Ok, I believe I have now discovered another bug, and I'm trying to figure out which type it is. Does anyone know if a val file should be produced when quitting halfway through the first structure generated in a set? I quit in this situation, and when I restarted, the structure got stuck in the first structure of a generation set for over an hour. When I checked the files, the val file listed in the filelist is missing.

**AMD_is_logical** · 02-26-2003, 09:41 PM

Originally posted by Insidious
wouldn't it make more sense to let it 200 * x instead of using the square root of x?

I mean, the square-root of 50 is only about 7 or so.
Stat whores will VERY quickly realize 7 gen 0 calculations takes
MUCH less time than 50 generations.

-Sid

You're overlooking two things. First, the amount you get for the 0'th generation will be reduced until it gives fewer stat points per CPU cycle than other generations.

Second, the 200 * sqrt(50) is for generation 50, NOT for all 50 generations. By the time you reach generation 50 you will have already gotten points for each and every generation from 0 to 49.

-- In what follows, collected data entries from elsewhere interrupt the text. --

use std::path::Path;
use std::time::Duration;

use serde::Serialize;
use serde::de::DeserializeOwned;
use tokio::io::{AsyncRead, AsyncReadExt, AsyncWrite, AsyncWriteExt};
use tokio::net::unix::{OwnedReadHalf, OwnedWriteHalf};
use tokio::net::{UnixListener, UnixStream};
use tokio::time::timeout;
use tracing::{debug, error, warn};

use crate::{DEFAULT_TIMEOUT, MAX_MESSAGE_SIZE, Request, Response};

async fn read_frame<R>(reader: &mut R) -> appvisor_core::Result<Vec<u8>>
where
    R: AsyncRead + Unpin,
{
    let mut len_bytes = [0u8; 4];
    reader.read_exact(&mut len_bytes).await?;

    let len = u32::from_le_bytes(len_bytes) as usize;
    if len > MAX_MESSAGE_SIZE {
        error!("message size {len} exceeds maximum {MAX_MESSAGE_SIZE}");
        return Err(appvisor_core::Error::Other(anyhow::anyhow!(
            "message size {len} exceeds maximum allowed size {MAX_MESSAGE_SIZE}"
        )));
    }

    let mut buffer = vec![0u8; len];
    reader.read_exact(&mut buffer).await?;
    Ok(buffer)
}

async fn write_frame<W>(writer: &mut W, data: &[u8]) -> appvisor_core::Result<()>
where
    W: AsyncWrite + Unpin,
{
    if data.len() > MAX_MESSAGE_SIZE {
        error!("message size {} exceeds maximum {MAX_MESSAGE_SIZE}", data.len());
        return Err(appvisor_core::Error::Other(anyhow::anyhow!(
            "message size {} exceeds maximum allowed size {MAX_MESSAGE_SIZE}",
            data.len()
        )));
    }

    let len = (data.len() as u32).to_le_bytes();
    writer.write_all(&len).await?;
    writer.write_all(data).await?;
    writer.flush().await?;
    Ok(())
}

fn encode<T: Serialize>(value: &T) -> appvisor_core::Result<Vec<u8>> {
    serde_json::to_vec(value).map_err(|e| {
        error!("failed to serialize message: {e}");
        appvisor_core::Error::Other(e.into())
    })
}

fn decode<T: DeserializeOwned>(data: &[u8]) -> appvisor_core::Result<T> {
    serde_json::from_slice(data).map_err(|e| {
        error!("failed to deserialize message: {e}");
        appvisor_core::Error::Other(e.into())
    })
}

/// Listening side of the control-plane socket.
pub struct IpcServer {
    listener: UnixListener,
}

impl IpcServer {
    pub fn bind(path: impl AsRef<Path>) -> appvisor_core::Result<Self> {
        let path = path.as_ref();

        if let Err(e) = std::fs::remove_file(path)
            && e.kind() != std::io::ErrorKind::NotFound
        {
            warn!("failed to remove existing socket file: {e}");
        }

        debug!("binding control socket to {}", path.display());
        let listener = UnixListener::bind(path).map_err(|e| {
            error!("failed to bind control socket: {e}");
            appvisor_core::Error::Io(e)
        })?;

        Ok(Self { listener })
    }

    pub async fn accept(&self) -> appvisor_core::Result<IpcConnection> {
        let (stream, _addr) = self.listener.accept().await.map_err(|e| {
            error!("failed to accept connection: {e}");
            appvisor_core::Error::Io(e)
        })?;
        debug!("client connected");
        Ok(IpcConnection { stream })
    }
}

/// One accepted client connection.
pub struct IpcConnection {
    stream: UnixStream,
}

impl IpcConnection {
    /// Splits into independent halves so replies and events can be written
    /// while the next request is being read.
    pub fn into_split(self) -> (RequestStream, ResponseSink) {
        let (read, write) = self.stream.into_split();
        (RequestStream { read }, ResponseSink { write })
    }
}

/// Server-side request reader. Waits as long as the client stays connected.
pub struct RequestStream {
    read: OwnedReadHalf,
}

impl RequestStream {
    /// Next request, or None once the client disconnects.
    pub async fn recv(&mut self) -> appvisor_core::Result<Option<Request>> {
        match read_frame(&mut self.read).await {
            Ok(frame) => {
                let request = decode(&frame)?;
                debug!("received request: {request:?}");
                Ok(Some(request))
            }
            Err(appvisor_core::Error::Io(e))
                if e.kind() == std::io::ErrorKind::UnexpectedEof =>
            {
                Ok(None)
            }
            Err(e) => Err(e),
        }
    }
}

/// Server-side response writer.
pub struct ResponseSink {
    write: OwnedWriteHalf,
}

impl ResponseSink {
    pub async fn send(&mut self, response: &Response) -> appvisor_core::Result<()> {
        debug!("sending response: {response:?}");
        let data = encode(response)?;
        write_frame(&mut self.write, &data).await
    }
}

/// Client end of the control-plane socket.
pub struct IpcClient {
    stream: UnixStream,
    timeout: Duration,
}

impl IpcClient {
    pub async fn connect(path: impl AsRef<Path>) -> appvisor_core::Result<Self> {
        let path = path.as_ref();
        debug!("connecting to control socket at {}", path.display());

        let stream = UnixStream::connect(path).await.map_err(|e| {
            error!("failed to connect to supervisor: {e}");
            appvisor_core::Error::Io(e)
        })?;

        Ok(Self { stream, timeout: DEFAULT_TIMEOUT })
    }

    pub fn set_timeout(&mut self, timeout: Duration) {
        self.timeout = timeout;
    }

    pub async fn send(&mut self, request: &Request) -> appvisor_core::Result<()> {
        debug!("sending request: {request:?}");
        let data = encode(request)?;
        timeout(self.timeout, write_frame(&mut self.stream, &data))
            .await
            .map_err(|_| appvisor_core::Error::Timeout("request send".to_string()))?
    }

    pub async fn recv(&mut self) -> appvisor_core::Result<Response> {
        let frame = timeout(self.timeout, read_frame(&mut self.stream))
            .await
            .map_err(|_| appvisor_core::Error::Timeout("reply".to_string()))??;
        let response = decode(&frame)?;
        debug!("received response: {response:?}");
        Ok(response)
    }

    /// Send a request and wait for its single reply.
    pub async fn call(&mut self, request: &Request) -> appvisor_core::Result<Response> {
        self.send(request).await?;
        self.recv().await
    }
}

**Brian the Fist** · 02-26-2003, 09:47 PM

Thanks for pointing out the scoring bug, I suspected it was in error.

Any other comments or questions about scoring for the beta will be officially ignored. You will just have to trust us to make it fair.

**Brian the Fist** · 02-26-2003, 09:48 PM

Originally posted by Aegion
Ok, I believe I have now discovered another bug, and I'm trying to figure out which type it is. Does anyone know if a val file should be produced when quitting halfway through the first structure generated in a set? I quit in this situation, and when I restarted, the structure got stuck in the first structure of a generation set for over an hour. When I checked the files, the val file listed in the filelist is missing.

If it has not completed one structure in a generation, there should be no .val file. The .val IS the structure after all. No structure, no .val. Partial structures are not (cannot) be saved.

**Aegion** · 02-26-2003, 09:51 PM

Originally posted by Brian the Fist
If it has not completed one structure in a generation, there should be no .val file. The .val IS the structure after all. No structure, no .val. Partial structures are not (cannot) be saved.

In that case, I've definately found an instance I can duplicate where during the crunching of a single structure, it gets stuck at the same point for over at least an hour. Should I email the pertinent files for your to examine?

**Brian the Fist** · 02-26-2003, 10:54 PM

Originally posted by Aegion
In that case, I've definately found an instance I can duplicate where during the crunching of a single structure, it gets stuck at the same point for over at least an hour. Should I email the pertinent files for your to examine?

No, but please clarify exactly what you are talking about. What options (flags) did you run with, and exactly what did you observe that appears to be wrong. How do you know it gets stuck at the same point? What generation is it at? And getting stuck is not a bug, remember? What is it that you think is wrong here exactly...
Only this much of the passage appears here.